Karena itu, bentuk bantuan negara bisa juga berupa jaminan kesejahteraan wartawan, pendidikan publik mengenai kerja pers, atau mengoreksi dominasi Google dan Facebook serta sentralisasi kepemilikan media.
Tantangan di Indonesia
Tantangan apa yang ada, jika gagasan ini hendak dijalankan? Pertama, saat ini belum ada data komprehensif yang bisa digunakan untuk memetakan dan memahami bisnis media di Indonesia. Data ini diperlukan untuk bisa menentukan perusahaan media mana yang perlu lebih mendapatkan bantuan, metode apa yang terbaik dalam membantu, dan sebagainya.
Kedua, perlu ada perbaikan profesionalisme kerja jurnalisme, terutama jurnalisme daring yang mutunya sering dikeluhkan. Bagaimana publik mau mendukung pers kalau bisnisnya ini tak berorientasi melayani warga dengan menyediakan informasi bermutu yang mengemansipasi posisi warga?
Ketiga, adanya dominasi perusahaan media besar di Jakarta yang lebih berpotensi mendapatkan keistimewaan untuk mengakses bantuan. Hal ini juga terkait dengan konglomerasi media yang praktiknya sudah harus dikoreksi segera.
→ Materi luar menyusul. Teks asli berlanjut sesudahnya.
use anyhow::{Context, Result};
use clap::{Parser, Subcommand};
use colored::Colorize;
use indicatif::{ProgressBar, ProgressStyle};
use std::collections::HashMap;
use std::path::PathBuf;
use timetable_optimizer::parser::{load_input_from_dir, validate_input, OptimizerInput};
use timetable_optimizer::persistence::{overview, save_assignments, CandidateEntry, CourseScheduleRecord};
use timetable_optimizer::reporter::{generate_json_summary, generate_reports, measure_and_report, print_summary, OutputFormat};
use timetable_optimizer::scheduler::{solve, solve_parallel, solve_with_strategies, Strategy};
use timetable_optimizer::types::{ProgramSemesterId, SolveResult, TeacherId};
use timetable_optimizer::validator::validate_result;

#[derive(Parser)]
#[command(name = "timetable-optimizer")]
#[command(about = "Academic timetable optimizer: greedy, GRASP, genetic and relaxation/CP strategies")]
#[command(version)]
struct Cli {
    #[command(subcommand)]
    command: Commands,
}

#[derive(Subcommand)]
enum Commands {
    /// Run a solve against JSON input data
    Solve {
        /// Directory containing courses.json, rooms.json, timeslots.json, constraints.json, config.toml
        #[arg(short, long)]
        data: PathBuf,

        /// Output directory for reports
        #[arg(short, long, default_value = "./output")]
        output: PathBuf,

        /// Output format(s): json, markdown, text, or all
        #[arg(short, long, default_value = "all")]
        format: String,

        /// Extra strategies to try alongside greedy+retry: grasp, genetic, relaxed-cp, all
        #[arg(long)]
        strategies: Option<String>,

        /// Run the selected strategies concurrently instead of sequentially
        #[arg(long)]
        parallel: bool,

        /// Suppress progress output, print a JSON summary only
        #[arg(short, long)]
        quiet: bool,
    },

    /// Validate a previously generated schedule against its input data
    Validate {
        /// Path to a schedule.json file (a serialized `SolveResult`)
        #[arg(short, long)]
        schedule: PathBuf,

        /// Directory containing input data for validation
        #[arg(short, long)]
        data: PathBuf,
    },

    /// Generate reports from a previously generated schedule
    Report {
        /// Path to a schedule.json file
        #[arg(short, long)]
        schedule: PathBuf,

        /// Directory containing input data
        #[arg(short, long)]
        data: PathBuf,

        /// Output format: json, markdown, or text
        #[arg(short, long, default_value = "markdown")]
        format: String,
    },

    /// Repeat a solve `runs` times and report Tg/CR metrics
    Metrics {
        /// Directory containing input data
        #[arg(short, long)]
        data: PathBuf,

        /// Number of repeated solves to measure
        #[arg(long, default_value_t = 5)]
        runs: u32,

        /// Scenario label printed in the report
        #[arg(long, default_value = "default")]
        label: String,

        /// Term label printed in the report
        #[arg(long, default_value = "current")]
        term: String,
    },

    /// Persist candidate course-schedule entries, rejecting overlaps (§4.9)
    SaveAssignments {
        /// Directory containing input data (for course/timeslot lookups)
        #[arg(short, long)]
        data: PathBuf,

        /// JSON file with previously persisted `CourseScheduleRecord` rows (may be absent)
        #[arg(long)]
        existing: Option<PathBuf>,

        /// JSON file with `CandidateEntry` rows to save
        #[arg(long)]
        candidates: PathBuf,

        /// Drop prior rows for any (cohort, timeslot) referenced by a candidate first
        #[arg(long)]
        replace: bool,

        /// Where to write the merged set of records
        #[arg(short, long, default_value = "./output/records.json")]
        output: PathBuf,
    },

    /// Project persisted records into a display-ready overview (§6.3)
    Overview {
        /// Directory containing input data (for timeslot lookups)
        #[arg(short, long)]
        data: PathBuf,

        /// JSON file with `CourseScheduleRecord` rows
        #[arg(long)]
        records: PathBuf,

        /// Restrict the overview to a single program-semester (cohort)
        #[arg(long)]
        program_semester: Option<String>,
    },
}

fn main() -> Result<()> {
    env_logger::init();
    let cli = Cli::parse();

    match cli.command {
        Commands::Solve { data, output, format, strategies, parallel, quiet } => {
            run_solve(&data, &output, &format, strategies.as_deref(), parallel, quiet)
        }
        Commands::Validate { schedule, data } => run_validate(&schedule, &data),
        Commands::Report { schedule, data, format } => run_report(&schedule, &data, &format),
        Commands::Metrics { data, runs, label, term } => run_metrics(&data, runs, &label, &term),
        Commands::SaveAssignments { data, existing, candidates, replace, output } => {
            run_save_assignments(&data, existing.as_deref(), &candidates, replace, &output)
        }
        Commands::Overview { data, records, program_semester } => run_overview(&data, &records, program_semester),
    }
}

/// A hidden bar in quiet mode, a styled spinner otherwise - same idiom the
/// teacher used for its phase-by-phase schedule generation progress.
fn build_progress_bar(quiet: bool) -> ProgressBar {
    if quiet {
        return ProgressBar::hidden();
    }
    let pb = ProgressBar::new(100);
    pb.set_style(
        ProgressStyle::default_bar()
            .template("{spinner:.green} [{elapsed_precise}] [{bar:40.cyan/blue}] {pos}% {msg}")
            .unwrap()
            .progress_chars("#>-"),
    );
    pb
}

fn parse_strategies(raw: Option<&str>) -> Vec<Strategy> {
    let Some(raw) = raw else { return Vec::new() };
    if raw.eq_ignore_ascii_case("all") {
        return vec![Strategy::Grasp, Strategy::Genetic, Strategy::RelaxedCp];
    }
    raw.split(',')
        .filter_map(|s| match s.trim().to_lowercase().as_str() {
            "grasp" => Some(Strategy::Grasp),
            "genetic" => Some(Strategy::Genetic),
            "relaxed-cp" | "relaxed_cp" | "cp" => Some(Strategy::RelaxedCp),
            _ => None,
        })
        .collect()
}

fn parse_formats(format: &str) -> Vec<OutputFormat> {
    if format == "all" {
        return vec![OutputFormat::Json, OutputFormat::Markdown, OutputFormat::Text];
    }
    format
        .split(',')
        .filter_map(|f| match f.trim().to_lowercase().as_str() {
            "json" => Some(OutputFormat::Json),
            "markdown" | "md" => Some(OutputFormat::Markdown),
            "text" | "txt" => Some(OutputFormat::Text),
            _ => None,
        })
        .collect()
}

fn run_solve(data: &PathBuf, output: &PathBuf, format: &str, strategies: Option<&str>, parallel: bool, quiet: bool) -> Result<()> {
    let input = load_input_from_dir(data).context("Failed to load input data")?;

    if !quiet {
        let validation = validate_input(&input.courses, &input.rooms, &input.timeslots)?;
        for warning in &validation.warnings {
            println!("{} {}", "Warning:".yellow(), warning);
        }
        println!("Loaded {} course(s), {} room(s), {} timeslot(s)", input.courses.len(), input.rooms.len(), input.timeslots.len());
    } else {
        validate_input(&input.courses, &input.rooms, &input.timeslots)?;
    }

    let progress = build_progress_bar(quiet);
    progress.set_message("Solving...");

    let selected = parse_strategies(strategies);
    let result = if parallel && !selected.is_empty() {
        solve_parallel(&input.courses, &input.rooms, &input.timeslots, &input.constraints, &input.run_config)
    } else if !selected.is_empty() {
        solve_with_strategies(&input.courses, &input.rooms, &input.timeslots, &input.constraints, &input.run_config, &selected)
    } else {
        solve(&input.courses, &input.rooms, &input.timeslots, &input.constraints)
    };
    progress.set_position(60);

    progress.set_message("Validating...");
    let validation = validate_result(&result, &input.courses, &input.timeslots, &input.constraints);
    progress.set_position(80);

    progress.set_message("Writing reports...");
    let formats = parse_formats(format);
    generate_reports(&result, &input, &validation, output, &formats)?;
    progress.finish_and_clear();

    if quiet {
        println!("{}", generate_json_summary(&result)?);
    } else {
        print_summary(&result, &validation);
        println!("Reports written to: {}", output.display().to_string().green());
    }

    Ok(())
}

fn load_schedule(path: &PathBuf) -> Result<SolveResult> {
    let content = std::fs::read_to_string(path).with_context(|| format!("failed to read {}", path.display()))?;
    Ok(serde_json::from_str(&content)?)
}

fn run_validate(schedule_path: &PathBuf, data: &PathBuf) -> Result<()> {
    let input = load_input_from_dir(data)?;
    let result = load_schedule(schedule_path)?;
    let validation = validate_result(&result, &input.courses, &input.timeslots, &input.constraints);

    if validation.is_valid {
        println!("{}", "Schedule is valid".green().bold());
    } else {
        println!("{}", "Schedule has violations".red().bold());
        for v in &validation.violations {
            println!("  - {}: {}", v.constraint.red(), v.message);
        }
    }

    println!("\nAssigned: {}, Unassigned: {}", result.performance_metrics.assigned_courses, result.quality_metrics.unassigned_count);

    Ok(())
}

fn run_report(schedule_path: &PathBuf, data: &PathBuf, format: &str) -> Result<()> {
    let input = load_input_from_dir(data)?;
    let result = load_schedule(schedule_path)?;
    let validation = validate_result(&result, &input.courses, &input.timeslots, &input.constraints);

    match format.to_lowercase().as_str() {
        "json" => println!("{}", timetable_optimizer::reporter::generate_json_report(&result)?),
        "text" | "txt" => println!("{}", timetable_optimizer::reporter::generate_text_report(&result, &input, &validation)),
        _ => println!("{}", timetable_optimizer::reporter::generate_markdown_report(&result, &input, &validation)),
    }

    Ok(())
}

fn run_metrics(data: &PathBuf, runs: u32, label: &str, term: &str) -> Result<()> {
    let input = load_input_from_dir(data)?;
    println!("{}", measure_and_report(&input, runs.max(1), label, term));
    Ok(())
}

fn run_save_assignments(data: &PathBuf, existing_path: Option<&PathBuf>, candidates_path: &PathBuf, replace: bool, output: &PathBuf) -> Result<()> {
    let OptimizerInput { courses, timeslots, .. } = load_input_from_dir(data)?;

    let existing: Vec<CourseScheduleRecord> = match existing_path {
        Some(path) if path.exists() => serde_json::from_str(&std::fs::read_to_string(path)?)?,
        _ => Vec::new(),
    };
    let candidates: Vec<CandidateEntry> = serde_json::from_str(&std::fs::read_to_string(candidates_path)?)?;

    let merged = save_assignments(&existing, &candidates, &courses, &timeslots, replace)?;

    if let Some(parent) = output.parent() {
        std::fs::create_dir_all(parent)?;
    }
    std::fs::write(output, serde_json::to_string_pretty(&merged)?)?;

    println!("{} {} record(s) saved to {}", "OK".green().bold(), merged.len(), output.display());
    Ok(())
}

fn run_overview(data: &PathBuf, records_path: &PathBuf, program_semester: Option<String>) -> Result<()> {
    let OptimizerInput { courses, timeslots, .. } = load_input_from_dir(data)?;
    let records: Vec<CourseScheduleRecord> = serde_json::from_str(&std::fs::read_to_string(records_path)?)?;

    let teacher_by_course: HashMap<_, TeacherId> =
        courses.iter().filter_map(|c| c.teacher_id.clone().map(|t| (c.course_id.clone(), t))).collect();

    let cohort = program_semester.map(ProgramSemesterId);
    let rows = overview(&records, &timeslots, &teacher_by_course, cohort.as_ref());

    for row in rows {
        println!(
            "day {} {:>4}-{:<4} room {:<10} course {:<10} teacher {:<10} cohort {}",
            row.day_of_week,
            row.start_time_minutes,
            row.end_time_minutes,
            row.room_id.to_string(),
            row.course_id.to_string(),
            row.teacher_id.map(|t| t.to_string()).unwrap_or_default(),
            row.program_semester_id.map(|p| p.to_string()).unwrap_or_default(),
        );
    }

    Ok(())
}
Keempat, adanya kecenderungan (pejabat) pemerintah yang kerap berpikir bahwa lembaga atau individu yang dibiayai negara harus memiliki posisi politik yang sama dengan pemerintah. Mental paternalistik semacam ini kerap tergambar misalnya lewat ungkapan pejabat publik yang ingin mengontrol individu penerima beasiswa negara yang punya pandangan berbeda dengan pemerintah.
Jurnalisme, sekali lagi, perlu diselamatkan. Kali ini barangkali ia cukup dengan menggunakan sekoci darurat. Namun, setelah pandemi ini berakhir, penyelamatan terhadapnya butuh pertolongan lebih dari itu.